Граф Мусин-Пушкин своим заявлением о нежелании доносить отстаивал нарождавшуюся корпоративную дворянскую честь. Другие же недоносители могли руководствоваться простым человеческим сочувствием. В 1737 году камерир Монетной канцелярии Филипп Беликов обвинил коллег в разных непристойных речах в адрес государыни, но, как оказалось, и сам таковые произносил. На вопрос, почему же сослуживцы на Беликова не донесли, канцелярский секретарь Яков Алексеев ответил: «Не доносил того ради: как я его, Беликова, от себя проводил, то впал в великое размышление и думал, чтоб донесть, но потом уже, знатно за грехи мои к наказанию, паки мне о том и думать запретило. И пришед в то рассуждение, что он сказал объявленную речь тихо, может быть не об ином ли он о чем думал тогда. К тому, рассуждая присловицу, которая в народе употребляетца – „сабака де и на владыку лает“, и так оставил на волю Божию».
[278] То есть секретарь даже думал о доносе на приятеля; но потом внутренний голос «запретил» ему и помог найти оправдание: и говорил человек «тихо», и думал не о том, да и греха-то особого нет. Так чиновник и уговорил себя не доносить.
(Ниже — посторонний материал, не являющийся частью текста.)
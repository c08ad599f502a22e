//! Similarity-ranked retrieval over the indexed corpus.
//!
//! Read-only: depends solely on the committed state of the stores. The
//! query is embedded with the same model as the corpus (a model mismatch
//! is rejected, never silently compared), nearest neighbors are scored in
//! process over the derived vector index restricted to the permitted
//! document set, and the context is assembled highest-ranked first under
//! a token budget with full provenance per included chunk.

use anyhow::{bail, Result};
use sqlx::{Row, SqlitePool};

use crate::config::Config;
use crate::embedding::{self, blob_to_vec, cosine_similarity, Embedder};
use crate::models::SearchHit;

#[derive(Debug, Clone)]
pub struct SearchRequest {
    pub query: String,
    /// Tenant scope: only chunks of these documents are searched.
    /// `None` searches the whole corpus.
    pub permitted: Option<Vec<String>>,
    pub top_k: usize,
    pub threshold: f32,
    pub context_tokens: usize,
}

#[derive(Debug, Clone)]
pub struct SearchResponse {
    /// Hits included in the context, ranked by descending score.
    pub hits: Vec<SearchHit>,
    pub context: String,
}

struct Candidate {
    hit: SearchHit,
    token_count: i64,
}

/// Execute one retrieval query. An empty result means no sufficiently
/// relevant chunk exists; the consumer must not fabricate an answer.
pub async fn run_query(
    pool: &SqlitePool,
    embedder: &dyn Embedder,
    request: &SearchRequest,
) -> Result<SearchResponse> {
    if request.query.trim().is_empty() {
        return Ok(SearchResponse {
            hits: Vec::new(),
            context: String::new(),
        });
    }

    // Reject mismatched-model corpora outright.
    let models: Vec<String> = sqlx::query_scalar("SELECT DISTINCT model FROM chunk_vectors")
        .fetch_all(pool)
        .await?;
    for model in &models {
        if model != embedder.model_name() {
            bail!(
                "corpus was embedded with model '{}' but the query embedder is '{}'; \
                 run `acx embed pending` after a rebuild instead of mixing models",
                model,
                embedder.model_name()
            );
        }
    }

    let query_vec = embedding::embed_single(embedder, &request.query).await?;

    let mut sql = String::from(
        r#"
        SELECT cv.chunk_id, cv.document_id, cv.embedding,
               c.chunk_index, c.text, c.token_count,
               a.article_number, d.name AS document_name
        FROM chunk_vectors cv
        JOIN chunks c ON c.id = cv.chunk_id
        JOIN articles a ON a.id = cv.article_id
        JOIN documents d ON d.id = cv.document_id
        "#,
    );
    if let Some(permitted) = &request.permitted {
        if permitted.is_empty() {
            return Ok(SearchResponse {
                hits: Vec::new(),
                context: String::new(),
            });
        }
        let placeholders = vec!["?"; permitted.len()].join(", ");
        sql.push_str(&format!("WHERE cv.document_id IN ({})", placeholders));
    }

    let mut query = sqlx::query(&sql);
    if let Some(permitted) = &request.permitted {
        for id in permitted {
            query = query.bind(id);
        }
    }
    let rows = query.fetch_all(pool).await?;

    let candidates: Vec<Candidate> = rows
        .iter()
        .map(|row| {
            let blob: Vec<u8> = row.get("embedding");
            let score = cosine_similarity(&query_vec, &blob_to_vec(&blob));
            Candidate {
                hit: SearchHit {
                    chunk_id: row.get("chunk_id"),
                    document_id: row.get("document_id"),
                    document_name: row.get("document_name"),
                    article_number: row.get("article_number"),
                    chunk_index: row.get("chunk_index"),
                    score,
                    text: row.get("text"),
                },
                token_count: row.get("token_count"),
            }
        })
        .collect();

    let ranked = rank(candidates, request.threshold, request.top_k);
    let (hits, context) = assemble_context(ranked, request.context_tokens);

    Ok(SearchResponse { hits, context })
}

/// Threshold filter + descending sort + top-k cut. Deterministic: ties
/// break on chunk id.
fn rank(mut candidates: Vec<Candidate>, threshold: f32, top_k: usize) -> Vec<Candidate> {
    candidates.retain(|c| c.hit.score >= threshold);
    candidates.sort_by(|a, b| {
        b.hit
            .score
            .partial_cmp(&a.hit.score)
            .unwrap_or(std::cmp::Ordering::Equal)
            .then_with(|| a.hit.chunk_id.cmp(&b.hit.chunk_id))
    });
    candidates.truncate(top_k);
    candidates
}

/// Greedy prefix under the token budget: include highest-ranked chunks
/// until the next one no longer fits.
fn assemble_context(candidates: Vec<Candidate>, budget_tokens: usize) -> (Vec<SearchHit>, String) {
    let mut hits = Vec::new();
    let mut parts: Vec<String> = Vec::new();
    let mut used = 0usize;

    for candidate in candidates {
        let cost = candidate.token_count.max(0) as usize;
        if used + cost > budget_tokens && !hits.is_empty() {
            break;
        }
        if cost > budget_tokens && hits.is_empty() {
            // Even the best hit exceeds the budget alone; return it anyway
            // so the consumer can truncate rather than get nothing.
            used = budget_tokens;
        } else {
            used += cost;
        }
        parts.push(candidate.hit.text.clone());
        hits.push(candidate.hit);
        if used >= budget_tokens {
            break;
        }
    }

    (hits, parts.join("\n\n"))
}

/// CLI entry: run a query and print ranked, cited results.
pub async fn run_search(
    config: &Config,
    pool: &SqlitePool,
    query: &str,
    documents: Option<String>,
    top_k: Option<usize>,
    threshold: Option<f32>,
    context_tokens: Option<usize>,
) -> Result<()> {
    let Some(embedder) = embedding::create_embedder(&config.embedding)? else {
        bail!("Search requires embeddings. Set [embedding] provider in config.");
    };

    let permitted = documents.map(|list| {
        list.split(',')
            .map(|s| s.trim().to_string())
            .filter(|s| !s.is_empty())
            .collect::<Vec<_>>()
    });

    let request = SearchRequest {
        query: query.to_string(),
        permitted,
        top_k: top_k.unwrap_or(config.retrieval.top_k),
        threshold: threshold.unwrap_or(config.retrieval.similarity_threshold),
        context_tokens: context_tokens.unwrap_or(config.retrieval.context_token_budget),
    };

    let response = run_query(pool, embedder.as_ref(), &request).await?;

    if response.hits.is_empty() {
        println!("No results.");
        return Ok(());
    }

    for (i, hit) in response.hits.iter().enumerate() {
        println!(
            "{}. [{:.2}] {} / artikel {}",
            i + 1,
            hit.score,
            hit.document_name,
            hit.article_number
        );
        println!("    chunk: {}", hit.chunk_index);
        println!("    excerpt: \"{}\"", excerpt(&hit.text, 240));
        println!("    id: {}", hit.chunk_id);
        println!();
    }

    Ok(())
}

fn excerpt(text: &str, max_chars: usize) -> String {
    let flat = text.replace('\n', " ");
    let trimmed = flat.trim();
    if trimmed.len() <= max_chars {
        return trimmed.to_string();
    }
    let mut end = max_chars;
    while !trimmed.is_char_boundary(end) {
        end -= 1;
    }
    format!("{}...", &trimmed[..end])
}

#[cfg(test)]
mod tests {
    use super::*;

    fn candidate(id: &str, score: f32, tokens: i64) -> Candidate {
        Candidate {
            hit: SearchHit {
                chunk_id: id.to_string(),
                document_id: "d1".to_string(),
                document_name: "CAO Metaal".to_string(),
                article_number: "1".to_string(),
                chunk_index: 0,
                score,
                text: format!("chunk {}", id),
            },
            token_count: tokens,
        }
    }

    #[test]
    fn rank_filters_below_threshold() {
        let ranked = rank(
            vec![
                candidate("a", 0.9, 10),
                candidate("b", 0.5, 10),
                candidate("c", 0.7, 10),
            ],
            0.6,
            10,
        );
        let ids: Vec<&str> = ranked.iter().map(|c| c.hit.chunk_id.as_str()).collect();
        assert_eq!(ids, vec!["a", "c"]);
    }

    #[test]
    fn raising_threshold_never_increases_results() {
        let make = || {
            vec![
                candidate("a", 0.9, 10),
                candidate("b", 0.75, 10),
                candidate("c", 0.61, 10),
                candidate("d", 0.4, 10),
            ]
        };
        let mut previous = usize::MAX;
        for threshold in [0.0f32, 0.5, 0.62, 0.8, 0.95] {
            let count = rank(make(), threshold, 10).len();
            assert!(count <= previous);
            previous = count;
        }
    }

    #[test]
    fn rank_respects_top_k() {
        let ranked = rank(
            vec![
                candidate("a", 0.9, 10),
                candidate("b", 0.8, 10),
                candidate("c", 0.7, 10),
            ],
            0.0,
            2,
        );
        assert_eq!(ranked.len(), 2);
        assert_eq!(ranked[0].hit.chunk_id, "a");
    }

    #[test]
    fn ties_break_deterministically() {
        let a = rank(
            vec![candidate("b", 0.8, 10), candidate("a", 0.8, 10)],
            0.0,
            10,
        );
        assert_eq!(a[0].hit.chunk_id, "a");
    }

    #[test]
    fn context_stops_at_budget() {
        let (hits, context) = assemble_context(
            vec![
                candidate("a", 0.9, 100),
                candidate("b", 0.8, 100),
                candidate("c", 0.7, 100),
            ],
            250,
        );
        assert_eq!(hits.len(), 2);
        assert!(context.contains("chunk a"));
        assert!(context.contains("chunk b"));
        assert!(!context.contains("chunk c"));
    }

    #[test]
    fn oversized_top_hit_still_returned() {
        let (hits, _) = assemble_context(vec![candidate("a", 0.9, 5000)], 100);
        assert_eq!(hits.len(), 1);
    }

    #[test]
    fn empty_candidates_yield_empty_context() {
        let (hits, context) = assemble_context(Vec::new(), 100);
        assert!(hits.is_empty());
        assert!(context.is_empty());
    }

    #[test]
    fn excerpt_truncates_on_char_boundary() {
        let text = "é".repeat(300);
        let out = excerpt(&text, 240);
        assert!(out.ends_with("..."));
        assert!(out.len() <= 244);
    }
}
//! Text extraction for agreement documents (PDF, DOCX, plain text).
//!
//! Pipeline-layer pure transform: callers supply bytes plus the declared
//! mime type, this module returns normalized UTF-8 text. Paragraph breaks
//! are preserved because downstream chunking splits on them.

use std::io::Read;

use thiserror::Error;

pub const MIME_PDF: &str = "application/pdf";
pub const MIME_DOCX: &str =
    "application/vnd.openxmlformats-officedocument.wordprocessingml.document";
pub const MIME_TEXT: &str = "text/plain";
pub const MIME_MARKDOWN: &str = "text/markdown";

/// Maximum decompressed bytes to read from a single ZIP entry (zip-bomb protection).
const MAX_XML_ENTRY_BYTES: u64 = 50 * 1024 * 1024;

#[derive(Debug, Error)]
pub enum ExtractError {
    #[error("unsupported content-type: {0}")]
    UnsupportedContentType(String),
    #[error("document bytes unreadable: {0}")]
    Unreadable(String),
    #[error("PDF extraction failed: {0}")]
    Pdf(String),
    #[error("OOXML extraction failed: {0}")]
    Ooxml(String),
    #[error("text is not valid UTF-8: {0}")]
    Encoding(String),
    #[error("no extractable text")]
    Empty,
}

/// Extract plain text from document bytes.
///
/// Returns [`ExtractError::Empty`] when extraction succeeds but yields no
/// text worth indexing (e.g. an unrecognized scanned image inside a PDF).
pub fn extract_text(bytes: &[u8], content_type: &str) -> Result<String, ExtractError> {
    let text = match content_type {
        MIME_PDF => extract_pdf(bytes)?,
        MIME_DOCX => extract_docx(bytes)?,
        MIME_TEXT | MIME_MARKDOWN => extract_plain(bytes)?,
        _ => {
            return Err(ExtractError::UnsupportedContentType(
                content_type.to_string(),
            ))
        }
    };

    let normalized = normalize(&text);
    if normalized.trim().is_empty() {
        return Err(ExtractError::Empty);
    }
    Ok(normalized)
}

/// Map a file extension to a supported mime type.
pub fn mime_for_extension(ext: &str) -> Option<&'static str> {
    match ext.to_ascii_lowercase().as_str() {
        "pdf" => Some(MIME_PDF),
        "docx" => Some(MIME_DOCX),
        "txt" => Some(MIME_TEXT),
        "md" => Some(MIME_MARKDOWN),
        _ => None,
    }
}

fn extract_pdf(bytes: &[u8]) -> Result<String, ExtractError> {
    pdf_extract::extract_text_from_mem(bytes).map_err(|e| ExtractError::Pdf(e.to_string()))
}

fn extract_plain(bytes: &[u8]) -> Result<String, ExtractError> {
    std::str::from_utf8(bytes)
        .map(|s| s.to_string())
        .map_err(|e| ExtractError::Encoding(e.to_string()))
}

fn extract_docx(bytes: &[u8]) -> Result<String, ExtractError> {
    let mut archive = zip::ZipArchive::new(std::io::Cursor::new(bytes))
        .map_err(|e| ExtractError::Ooxml(e.to_string()))?;
    let mut doc_xml = Vec::new();
    let mut found = false;
    for i in 0..archive.len() {
        let entry = archive
            .by_index(i)
            .map_err(|e| ExtractError::Ooxml(e.to_string()))?;
        if entry.name() == "word/document.xml" {
            entry
                .take(MAX_XML_ENTRY_BYTES)
                .read_to_end(&mut doc_xml)
                .map_err(|e| ExtractError::Ooxml(e.to_string()))?;
            if doc_xml.len() as u64 >= MAX_XML_ENTRY_BYTES {
                return Err(ExtractError::Ooxml(
                    "word/document.xml exceeds size limit".to_string(),
                ));
            }
            found = true;
            break;
        }
    }
    if !found {
        return Err(ExtractError::Ooxml(
            "word/document.xml not found".to_string(),
        ));
    }
    extract_paragraph_text(&doc_xml)
}

/// Pull text runs out of `word/document.xml`, keeping paragraph boundaries
/// (`w:p` elements become blank-line separated paragraphs).
fn extract_paragraph_text(xml: &[u8]) -> Result<String, ExtractError> {
    let mut out = String::new();
    let mut reader = quick_xml::Reader::from_reader(xml);
    reader.config_mut().trim_text(true);
    let mut buf = Vec::new();
    let mut in_text = false;
    loop {
        match reader.read_event_into(&mut buf) {
            Ok(quick_xml::events::Event::Start(e)) => {
                if e.local_name().as_ref() == b"t" {
                    in_text = true;
                }
            }
            Ok(quick_xml::events::Event::Text(te)) if in_text => {
                out.push_str(te.unescape().unwrap_or_default().as_ref());
            }
            Ok(quick_xml::events::Event::End(e)) => match e.local_name().as_ref() {
                b"t" => in_text = false,
                b"p" => {
                    if !out.ends_with("\n\n") && !out.is_empty() {
                        out.push_str("\n\n");
                    }
                }
                _ => {}
            },
            Ok(quick_xml::events::Event::Eof) => break,
            Err(e) => return Err(ExtractError::Ooxml(e.to_string())),
            _ => {}
        }
        buf.clear();
    }
    Ok(out)
}

/// Normalize line endings and strip trailing whitespace per line.
fn normalize(text: &str) -> String {
    let unified = text.replace("\r\n", "\n").replace('\r', "\n");
    unified
        .split('\n')
        .map(|line| line.trim_end())
        .collect::<Vec<_>>()
        .join("\n")
}

#[cfg(test)]
mod tests {
    use super::*;

    #[test]
    fn unsupported_content_type_returns_error() {
        let err = extract_text(b"foo", "application/octet-stream").unwrap_err();
        assert!(matches!(err, ExtractError::UnsupportedContentType(_)));
    }

    #[test]
    fn invalid_pdf_returns_error() {
        let err = extract_text(b"not a pdf", MIME_PDF).unwrap_err();
        assert!(matches!(err, ExtractError::Pdf(_)));
    }

    #[test]
    fn invalid_zip_returns_error_for_docx() {
        let err = extract_text(b"not a zip", MIME_DOCX).unwrap_err();
        assert!(matches!(err, ExtractError::Ooxml(_)));
    }

    #[test]
    fn plain_text_passes_through() {
        let text = extract_text(b"Artikel 1\n\nLoon wordt maandelijks betaald.", MIME_TEXT).unwrap();
        assert!(text.contains("Artikel 1"));
    }

    #[test]
    fn invalid_utf8_is_encoding_error() {
        let err = extract_text(&[0xff, 0xfe, 0x41], MIME_TEXT).unwrap_err();
        assert!(matches!(err, ExtractError::Encoding(_)));
    }

    #[test]
    fn whitespace_only_text_is_empty() {
        let err = extract_text(b"   \n\t\n  ", MIME_TEXT).unwrap_err();
        assert!(matches!(err, ExtractError::Empty));
    }

    #[test]
    fn crlf_normalized() {
        let text = extract_text(b"a\r\nb\r\n\r\nc", MIME_TEXT).unwrap();
        assert_eq!(text, "a\nb\n\nc");
    }

    #[test]
    fn mime_mapping_covers_supported_extensions() {
        assert_eq!(mime_for_extension("PDF"), Some(MIME_PDF));
        assert_eq!(mime_for_extension("docx"), Some(MIME_DOCX));
        assert_eq!(mime_for_extension("txt"), Some(MIME_TEXT));
        assert_eq!(mime_for_extension("odt"), None);
    }
}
В государстве, где подавляющая часть подданных не владела пером, доносы писали редко; обычной практикой было их сказывание в ближайшем казенном учреждении. Кроме неграмотности, была и еще одна причина, по которой доносчики предпочитали делать публичные заявления о государственном преступлении: властям утаить их было гораздо труднее, чем письменный донос. Местные небезгрешные администраторы сознавали угрозу, исходившую от челобитных, и умели блокировать действия доносителей, веривших в силу «бумаги».